Task details: The required result is a line count: how many lines in this data hold the word "SessionEvent". Give only that.

Recorded information below:

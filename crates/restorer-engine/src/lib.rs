use std::fs;
use std::path::{Path, PathBuf};
use std::sync::Arc;
use std::thread;

use anyhow::{Context, Result};
use restorer_contracts::events::{EventWriter, SessionEvent};
use restorer_contracts::image::{acquire, AcquisitionError, EncodedImage, ADVISORY_MAX_BYTES};
use restorer_contracts::outcome::RestorationOutcome;
use restorer_contracts::session::{Completion, RestoreTicket, Session, SessionError};

pub mod config;
pub mod gemini;

pub use config::{ConfigError, RestorerConfig};
pub use gemini::GeminiRestorer;

/// Performs exactly one restoration request per call.
pub trait RestorationClient: Send + Sync {
    fn name(&self) -> &str;
    fn restore(&self, image: &EncodedImage) -> RestorationOutcome;
}

/// Owns the session state, the restoration client and the event log.
///
/// Every transition goes through here so the event log mirrors what the user
/// saw. Rendering borrows [`Session`] through [`RestorationController::session`].
pub struct RestorationController {
    session: Session,
    client: Arc<dyn RestorationClient>,
    events: EventWriter,
}

impl RestorationController {
    pub fn new(client: Arc<dyn RestorationClient>, events: EventWriter) -> Result<Self> {
        events.record(&SessionEvent::SessionStarted {
            client: client.name().to_string(),
        })?;
        Ok(Self {
            session: Session::new(),
            client,
            events,
        })
    }

    pub fn session(&self) -> &Session {
        &self.session
    }

    /// Reads and stages a user-selected file. Non-image files are rejected;
    /// on any failure the current state is kept and the error banner set.
    pub fn select_file(&mut self, path: &Path) -> Result<(), AcquisitionError> {
        let acquired = acquire(path).and_then(|staged| {
            if staged.image.is_image() {
                Ok(staged)
            } else {
                Err(AcquisitionError::UnsupportedType {
                    file_name: staged.file_name,
                    mime_type: staged.image.mime_type().to_string(),
                })
            }
        });

        let staged = match acquired {
            Ok(staged) => staged,
            Err(err) => {
                log::error!("{err}");
                self.session.record_acquisition_failure(err.to_string());
                self.emit(SessionEvent::ImageRejected {
                    path: path.to_string_lossy().into_owned(),
                    error: err.to_string(),
                });
                return Err(err);
            }
        };

        let size_bytes = staged.image.len() as u64;
        let oversized = size_bytes > ADVISORY_MAX_BYTES;
        if oversized {
            log::warn!(
                "{} is {size_bytes} bytes, above the advisory {ADVISORY_MAX_BYTES} byte limit",
                staged.file_name
            );
        }
        let dimensions = staged.image.dimensions();
        self.emit(SessionEvent::ImageStaged {
            path: path.to_string_lossy().into_owned(),
            file_name: staged.file_name.clone(),
            mime_type: staged.image.mime_type().to_string(),
            size_bytes,
            width: dimensions.map(|(width, _)| width),
            height: dimensions.map(|(_, height)| height),
            oversized,
            abandoned_in_flight: self.session.in_flight().is_some(),
        });
        self.session.stage(staged);
        Ok(())
    }

    /// Moves the session into `Restoring` and returns the work to perform.
    pub fn begin_restore(&mut self) -> Result<RestoreTicket, SessionError> {
        match self.session.begin_restore() {
            Ok(ticket) => {
                self.emit(SessionEvent::RestoreStarted {
                    attempt: ticket.attempt,
                    client: self.client.name().to_string(),
                    mime_type: ticket.image.mime_type().to_string(),
                    size_bytes: ticket.image.len() as u64,
                });
                Ok(ticket)
            }
            Err(err) => {
                self.emit(SessionEvent::RestoreRejected {
                    error: err.to_string(),
                });
                Err(err)
            }
        }
    }

    /// Applies an outcome. Outcomes for an image that has since been
    /// replaced come back as [`Completion::Stale`] and change nothing
    /// except releasing the in-flight slot.
    pub fn finish_restore(&mut self, attempt: u64, outcome: RestorationOutcome) -> Completion {
        let kind = outcome.kind();
        let completion = self.session.complete_restore(attempt, outcome);
        let event = match completion {
            Completion::Stale => SessionEvent::RestoreDiscarded {
                attempt,
                outcome: kind,
            },
            Completion::Applied => match self.session.restored() {
                Some(restored) => {
                    let dimensions = restored.dimensions();
                    SessionEvent::RestoreSucceeded {
                        attempt,
                        mime_type: restored.mime_type().to_string(),
                        size_bytes: restored.len() as u64,
                        width: dimensions.map(|(width, _)| width),
                        height: dimensions.map(|(_, height)| height),
                        download_name: self.session.download_file_name(),
                    }
                }
                None => SessionEvent::RestoreFailed {
                    attempt,
                    outcome: kind,
                    error: self.session.error().map(str::to_string),
                },
            },
        };
        self.emit(event);
        completion
    }

    /// Runs the request on a worker thread and hands the outcome to
    /// `on_done`; the caller feeds it back through [`Self::finish_restore`].
    pub fn spawn_restore<F>(&mut self, on_done: F) -> Result<u64, SessionError>
    where
        F: FnOnce(u64, RestorationOutcome) + Send + 'static,
    {
        let ticket = self.begin_restore()?;
        let client = Arc::clone(&self.client);
        let attempt = ticket.attempt;
        thread::spawn(move || {
            let outcome = client.restore(&ticket.image);
            on_done(ticket.attempt, outcome);
        });
        Ok(attempt)
    }

    /// Issues the request on the calling thread.
    pub fn restore_blocking(&mut self) -> Result<Completion, SessionError> {
        let ticket = self.begin_restore()?;
        let outcome = self.client.restore(&ticket.image);
        Ok(self.finish_restore(ticket.attempt, outcome))
    }

    /// Writes the restored image. A directory target, existing or spelled
    /// with a trailing separator, receives the suggested download name;
    /// anything else is used as the file path.
    pub fn save_restored(&mut self, target: &Path) -> Result<PathBuf> {
        let restored = self
            .session
            .restored()
            .ok_or(SessionError::NothingRestored)?;
        let path = if target.is_dir() || names_directory(target) {
            target.join(self.session.download_file_name())
        } else {
            target.to_path_buf()
        };
        if let Some(parent) = path.parent().filter(|parent| !parent.as_os_str().is_empty()) {
            fs::create_dir_all(parent)
                .with_context(|| format!("failed to create {}", parent.display()))?;
        }
        fs::write(&path, restored.bytes())
            .with_context(|| format!("failed to write {}", path.display()))?;
        self.emit(SessionEvent::RestoredImageSaved {
            path: path.to_string_lossy().into_owned(),
            mime_type: restored.mime_type().to_string(),
            size_bytes: restored.len() as u64,
        });
        Ok(path)
    }

    pub fn finish(&self) -> Result<()> {
        self.events.record(&SessionEvent::SessionFinished {
            attempts: self.session.attempts(),
            phase: self.session.phase(),
            abandoned_in_flight: self.session.in_flight().is_some(),
        })?;
        Ok(())
    }

    /// The event log is best effort for UI transitions; a write failure is
    /// logged and the transition still happens.
    fn emit(&self, event: SessionEvent) {
        if let Err(err) = self.events.record(&event) {
            log::warn!("failed to record session event: {err:#}");
        }
    }
}

fn names_directory(target: &Path) -> bool {
    target
        .as_os_str()
        .to_string_lossy()
        .chars()
        .last()
        .is_some_and(std::path::is_separator)
}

End of Recorded information.

Task response: 12